I agree that a co-ed environment is important for both genders. Girls, of course, need to learn to work in an environment that is dominated by men,if they are interested in science/technology fields. However, some leveling of the playing field is still necessary, and doing that fairly early in girls' education may very well give many girls the confidence they need to compete in a traditionally male-oriented environment.

Lloyd's picture
Lloyd
Edutainment Software Engineer

The education field has only recently begun asking the same questions that game developers asked years ago...how to design games for girls and women. The success rate is still low, though increasing annually. I suggest people visit game dev sites such as IGDA and learn from others' successes.

It should also be noted that the teacher, Yongpradit, hasn't created a course for girls; he's focused the content that INCLUDES girls. He's teaching game development, and there's nothing girl-only about that. :)

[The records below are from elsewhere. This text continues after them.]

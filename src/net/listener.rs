//! TCP listener acquisition with backpressure.
//!
//! # Responsibilities
//! - Bind to the configured address (no retries)
//! - Accept incoming TCP connections
//! - Enforce max_connections limit via semaphore
//! - Define the closed-listener condition shared by every accept loop

use std::io;
use std::net::SocketAddr;
use std::sync::Arc;
use tokio::net::{TcpListener, TcpStream};
use tokio::sync::Semaphore;

use crate::config::ListenerConfig;

/// Error type for listener operations.
#[derive(Debug)]
pub enum ListenerError {
    /// Failed to bind to address.
    Bind { addr: String, source: io::Error },
    /// Failed to accept connection.
    Accept(io::Error),
}

impl std::fmt::Display for ListenerError {
    fn fmt(&self, f: &mut std::fmt::Formatter<'_>) -> std::fmt::Result {
        match self {
            ListenerError::Bind { addr, source } => write!(f, "Failed to bind {}: {}", addr, source),
            ListenerError::Accept(e) => write!(f, "Failed to accept: {}", e),
        }
    }
}

impl std::error::Error for ListenerError {
    fn source(&self) -> Option<&(dyn std::error::Error + 'static)> {
        match self {
            ListenerError::Bind { source, .. } => Some(source),
            ListenerError::Accept(e) => Some(e),
        }
    }
}

/// Marker carried inside an [`io::Error`] when accepting on a listener that
/// has been closed.
#[derive(Debug, Clone, Copy, PartialEq, Eq, thiserror::Error)]
#[error("use of closed listener")]
pub struct ListenerClosed;

/// Build the closed-listener condition.
pub fn listener_closed() -> io::Error {
    io::Error::new(io::ErrorKind::NotConnected, ListenerClosed)
}

/// Whether `err` is the closed-listener condition rather than a real failure.
pub fn is_listener_closed(err: &io::Error) -> bool {
    err.get_ref()
        .map_or(false, |inner| inner.is::<ListenerClosed>())
}

/// Expand `:port` into an all-interfaces address.
pub fn normalize_address(addr: &str) -> String {
    if addr.starts_with(':') {
        format!("0.0.0.0{}", addr)
    } else {
        addr.to_string()
    }
}

/// A bounded TCP listener that limits concurrent connections.
///
/// Uses a semaphore to enforce `max_connections`. When the limit is reached,
/// new connections will wait until a slot becomes available.
pub struct Listener {
    /// The underlying TCP listener.
    inner: TcpListener,
    /// Semaphore to limit concurrent connections.
    connection_limit: Arc<Semaphore>,
    /// Configured maximum connections.
    max_connections: usize,
}

impl Listener {
    /// Bind to the configured address with connection limits.
    ///
    /// Host names are resolved; the first address that binds wins.
    pub async fn bind(config: &ListenerConfig) -> Result<Self, ListenerError> {
        let addr = normalize_address(&config.bind_address);

        let listener = TcpListener::bind(addr.as_str())
            .await
            .map_err(|source| ListenerError::Bind {
                addr: config.bind_address.clone(),
                source,
            })?;

        let local_addr = listener.local_addr().map_err(|source| ListenerError::Bind {
            addr: config.bind_address.clone(),
            source,
        })?;

        tracing::info!(
            address = %local_addr,
            max_connections = config.max_connections,
            "Listener bound"
        );

        Ok(Self {
            inner: listener,
            connection_limit: Arc::new(Semaphore::new(config.max_connections)),
            max_connections: config.max_connections,
        })
    }

    /// Accept a new connection, respecting the connection limit.
    ///
    /// This will wait if the connection limit has been reached.
    /// Returns the stream and a permit that must be held for the connection's lifetime.
    pub async fn accept(&self) -> Result<(TcpStream, SocketAddr, ConnectionPermit), ListenerError> {
        // Acquire permit first (backpressure)
        let permit = self
            .connection_limit
            .clone()
            .acquire_owned()
            .await
            .map_err(|_| ListenerError::Accept(listener_closed()))?;

        let (stream, addr) = self.inner.accept().await.map_err(ListenerError::Accept)?;

        tracing::trace!(
            peer_addr = %addr,
            available_permits = self.connection_limit.available_permits(),
            "Connection accepted"
        );

        Ok((stream, addr, ConnectionPermit { _permit: permit }))
    }

    /// Get the local address this listener is bound to.
    pub fn local_addr(&self) -> Result<SocketAddr, io::Error> {
        self.inner.local_addr()
    }

    /// Get current available connection slots.
    pub fn available_permits(&self) -> usize {
        self.connection_limit.available_permits()
    }

    /// Get configured maximum connections.
    pub fn max_connections(&self) -> usize {
        self.max_connections
    }
}

/// A permit representing a connection slot.
///
/// When dropped, the connection slot is released back to the pool.
/// This ensures backpressure is maintained even if the connection handler panics.
#[derive(Debug)]
pub struct ConnectionPermit {
    _permit: tokio::sync::OwnedSemaphorePermit,
}

/// Accept errors that concern a single connection, not the listener.
pub(crate) fn is_transient_accept_error(err: &io::Error) -> bool {
    matches!(
        err.kind(),
        io::ErrorKind::ConnectionAborted
            | io::ErrorKind::ConnectionReset
            | io::ErrorKind::ConnectionRefused
            | io::ErrorKind::Interrupted
            | io::ErrorKind::WouldBlock
            | io::ErrorKind::TimedOut
    )
}
//! HTTP service loop.
//!
//! # Responsibilities
//! - Create the Axum Router (readiness, version)
//! - Wire up middleware (request ID, tracing, handler timeout)
//! - Serve HTTP/1.1 connections handed over by the demultiplexer
//!
//! # Design Decisions
//! - Read timeout bounds how long a client may take to send its headers
//! - Write timeout bounds how long a handler may take to respond
//! - Each connection runs in its own task; closing the sub-listener stops
//!   accepting but leaves in-flight connections to finish

use axum::{routing::get, Json, Router};
use hyper::body::Incoming;
use hyper::server::conn::http1;
use hyper::service::service_fn;
use hyper::Request;
use hyper_util::rt::{TokioIo, TokioTimer};
use std::io;
use tower::ServiceExt;
use tower_http::{
    request_id::{MakeRequestUuid, PropagateRequestIdLayer, SetRequestIdLayer},
    timeout::TimeoutLayer,
    trace::TraceLayer,
};

use crate::config::validation::check_route_path;
use crate::config::HttpConfig;
use crate::net::demux::SubListener;
use crate::net::listener::is_listener_closed;
use crate::version::{self, VersionInfo};

/// Body returned by the readiness endpoint.
pub const READY_BODY: &str = "ok";

/// A route path the router cannot be built with.
#[derive(Debug, thiserror::Error)]
pub enum RouteError {
    #[error("invalid route path '{path}': {reason}")]
    Invalid { path: String, reason: &'static str },

    #[error("ready and version endpoints share the path '{0}'")]
    Duplicate(String),
}

/// HTTP server for the plain HTTP/1.1 side of the socket.
pub struct HttpServer {
    router: Router,
    config: HttpConfig,
}

impl HttpServer {
    /// Create a new HTTP server with the given configuration.
    pub fn new(config: &HttpConfig) -> Result<Self, RouteError> {
        for path in [&config.ready_path, &config.version_path] {
            check_route_path(path).map_err(|reason| RouteError::Invalid {
                path: path.clone(),
                reason,
            })?;
        }
        if config.ready_path == config.version_path {
            return Err(RouteError::Duplicate(config.ready_path.clone()));
        }

        Ok(Self {
            router: Self::build_router(config),
            config: config.clone(),
        })
    }

    /// Build the Axum router with all middleware layers.
    #[allow(deprecated)]
    fn build_router(config: &HttpConfig) -> Router {
        Router::new()
            .route(&config.ready_path, get(ready_handler))
            .route(&config.version_path, get(version_handler))
            .layer(TimeoutLayer::new(config.write_timeout()))
            .layer(PropagateRequestIdLayer::x_request_id())
            .layer(TraceLayer::new_for_http())
            .layer(SetRequestIdLayer::x_request_id(MakeRequestUuid))
    }

    /// The router served on every connection.
    pub fn router(&self) -> Router {
        self.router.clone()
    }

    /// Serve connections from `listener` until it is closed.
    ///
    /// Returns the accept error; after a close this is the closed-listener
    /// condition.
    pub async fn run(self, mut listener: SubListener) -> io::Result<()> {
        tracing::info!(
            address = %listener.local_addr(),
            ready_path = %self.config.ready_path,
            "HTTP server starting"
        );

        let mut builder = http1::Builder::new();
        builder
            .timer(TokioTimer::new())
            .header_read_timeout(self.config.read_timeout());

        loop {
            let stream = match listener.accept().await {
                Ok(stream) => stream,
                Err(e) => {
                    if is_listener_closed(&e) {
                        tracing::info!("HTTP server stopped");
                    }
                    return Err(e);
                }
            };

            let id = stream.id();
            let router = self.router.clone();
            let builder = builder.clone();

            tokio::spawn(async move {
                let service = service_fn(move |request: Request<Incoming>| router.clone().oneshot(request));
                if let Err(e) = builder.serve_connection(TokioIo::new(stream), service).await {
                    tracing::debug!(connection_id = %id, error = %e, "HTTP connection ended with error");
                }
            });
        }
    }
}

async fn ready_handler() -> &'static str {
    READY_BODY
}

async fn version_handler() -> Json<VersionInfo> {
    Json(version::get())
}
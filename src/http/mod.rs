//! HTTP protocol handling subsystem.
//!
//! # Data Flow
//! ```text
//! HTTP sub-listener (connections already classified as HTTP/1.x)
//!     → server.rs (hyper HTTP/1 connection, read timeout)
//!     → Axum router (request ID, trace, write timeout)
//!     → readiness / version handlers
//! ```

pub mod server;

pub use server::{HttpServer, RouteError, READY_BODY};
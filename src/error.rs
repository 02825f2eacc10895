//! Error taxonomy for [`Service::serve`](crate::Service::serve).

use std::io;
use thiserror::Error;

/// Which concurrent loop produced a terminal error.
#[derive(Debug, Clone, Copy, PartialEq, Eq, Hash)]
pub enum LoopKind {
    /// HTTP service loop.
    Http,
    /// RPC service loop.
    Rpc,
    /// Demultiplexer accept loop on the raw listener.
    Pump,
}

impl LoopKind {
    pub fn as_str(&self) -> &'static str {
        match self {
            LoopKind::Http => "http",
            LoopKind::Rpc => "rpc",
            LoopKind::Pump => "demux",
        }
    }
}

impl std::fmt::Display for LoopKind {
    fn fmt(&self, f: &mut std::fmt::Formatter<'_>) -> std::fmt::Result {
        f.write_str(self.as_str())
    }
}

/// Terminal failure of a serve call.
#[derive(Debug, Error)]
pub enum ServeError {
    /// The raw listener could not be acquired. No loop was started.
    #[error("failed to bind {addr}: {source}")]
    Bind {
        addr: String,
        #[source]
        source: io::Error,
    },

    /// A required collaborator is missing. No network resource was opened.
    #[error("configuration error: {0}")]
    Config(String),

    /// OS signal handlers could not be installed.
    #[error("failed to install signal handler: {0}")]
    Signal(#[source] io::Error),

    /// A loop stopped for a reason other than its listener being closed.
    #[error("server error: {kind} loop failed: {source}")]
    Loop {
        kind: LoopKind,
        #[source]
        source: io::Error,
    },

    /// Shutdown was forced by an integrity failure.
    #[error("integrity issue caused shutdown")]
    IntegrityFailure,
}

impl ServeError {
    /// The loop that failed, for [`ServeError::Loop`].
    pub fn loop_kind(&self) -> Option<LoopKind> {
        match self {
            ServeError::Loop { kind, .. } => Some(*kind),
            _ => None,
        }
    }
}
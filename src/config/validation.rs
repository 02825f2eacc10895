//! Configuration validation.
//!
//! # Responsibilities
//! - Semantic validation (serde handles syntactic)
//! - Validate value ranges (timeouts > 0, ports valid)
//!
//! # Design Decisions
//! - Returns all validation errors, not just first
//! - Validation is pure function: ServiceConfig → Result<(), Vec<ValidationError>>
//! - Runs before config is accepted into the system

use crate::config::schema::ServiceConfig;
use crate::net::matcher::MIN_PEEK_BYTES;

/// A single semantic problem found in a configuration.
#[derive(Debug, Clone, PartialEq, Eq)]
pub struct ValidationError {
    pub field: &'static str,
    pub message: String,
}

impl ValidationError {
    fn new(field: &'static str, message: impl Into<String>) -> Self {
        Self {
            field,
            message: message.into(),
        }
    }
}

impl std::fmt::Display for ValidationError {
    fn fmt(&self, f: &mut std::fmt::Formatter<'_>) -> std::fmt::Result {
        write!(f, "{}: {}", self.field, self.message)
    }
}

impl std::error::Error for ValidationError {}

/// Check a configuration, collecting every problem found.
pub fn validate_config(config: &ServiceConfig) -> Result<(), Vec<ValidationError>> {
    let mut errors = Vec::new();

    if config.name.trim().is_empty() {
        errors.push(ValidationError::new("name", "must not be empty"));
    }

    if config.listener.bind_address.is_empty() {
        errors.push(ValidationError::new("listener.bind_address", "must be set"));
    } else if let Err(msg) = check_host_port(&config.listener.bind_address) {
        errors.push(ValidationError::new("listener.bind_address", msg));
    }

    if config.listener.max_connections == 0 {
        errors.push(ValidationError::new("listener.max_connections", "must be greater than 0"));
    }

    if config.http.read_timeout_secs == 0 {
        errors.push(ValidationError::new("http.read_timeout_secs", "must be greater than 0"));
    }
    if config.http.write_timeout_secs == 0 {
        errors.push(ValidationError::new("http.write_timeout_secs", "must be greater than 0"));
    }
    if let Err(msg) = check_route_path(&config.http.ready_path) {
        errors.push(ValidationError::new("http.ready_path", msg));
    }
    if let Err(msg) = check_route_path(&config.http.version_path) {
        errors.push(ValidationError::new("http.version_path", msg));
    } else if config.http.version_path == config.http.ready_path {
        errors.push(ValidationError::new("http.version_path", "must differ from http.ready_path"));
    }

    if config.demux.queue_capacity == 0 {
        errors.push(ValidationError::new("demux.queue_capacity", "must be greater than 0"));
    }
    if config.demux.match_timeout_ms == 0 {
        errors.push(ValidationError::new("demux.match_timeout_ms", "must be greater than 0"));
    }
    if config.demux.max_peek_bytes < MIN_PEEK_BYTES {
        errors.push(ValidationError::new(
            "demux.max_peek_bytes",
            format!("must be at least {}", MIN_PEEK_BYTES),
        ));
    }

    if config.observability.metrics_enabled {
        if let Err(msg) = check_host_port(&config.observability.metrics_address) {
            errors.push(ValidationError::new("observability.metrics_address", msg));
        }
    }

    if errors.is_empty() {
        Ok(())
    } else {
        Err(errors)
    }
}

/// A path usable as a literal axum route.
pub(crate) fn check_route_path(path: &str) -> Result<(), &'static str> {
    if !path.starts_with('/') {
        return Err("must start with '/'");
    }
    if path.contains(['{', '}', '*']) {
        return Err("must not contain route captures or wildcards");
    }
    Ok(())
}

fn check_host_port(addr: &str) -> Result<(), String> {
    let (_, port) = addr
        .rsplit_once(':')
        .ok_or_else(|| format!("'{}' is not of the form host:port", addr))?;
    port.parse::<u16>()
        .map(|_| ())
        .map_err(|_| format!("'{}' has an invalid port", addr))
}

Also note that most teachers of computer science classes, both in high schools and universities, are still stuck in the 1960's, teaching languages such as LISP and Prolog, while the real world shuns them. If you want to see more kids getting into computer science, do like what Yongpradit is doing and teach something that actually applies to the real world.

FWIW: I've been coding for over 30 years and withstood 3 different university computer science programs. Over 90% of my real world education has come from self teaching as only core coding priciples have been found to apply in the real world.

Beth Moss's picture
Beth Moss
charter school founding member, former school teacher, parent

You write," What are you doing to help raise awareness of computer science as a field open to everyone?" .... Well for the past three years my husband has been working diligently to open Utah's first computer science high school. Wasatch Institute of Technology is a free public charter high with an emphasis on software engineering and network systems. The State Board of Education called it the"most innovative" charter they had ever seen. Now our challenge is to find students interested in technology. Open enrollment is going on now. We have attended some girl's STEM conferences trying to locate female students, but have had very limited success with girls. However, we keep trying because we recognize they will provide much needed balance for the school. www.wasatachinstitute.net. Also on facebook - http://www.facebook.com/WITInfo?ref=ts&fref=ts.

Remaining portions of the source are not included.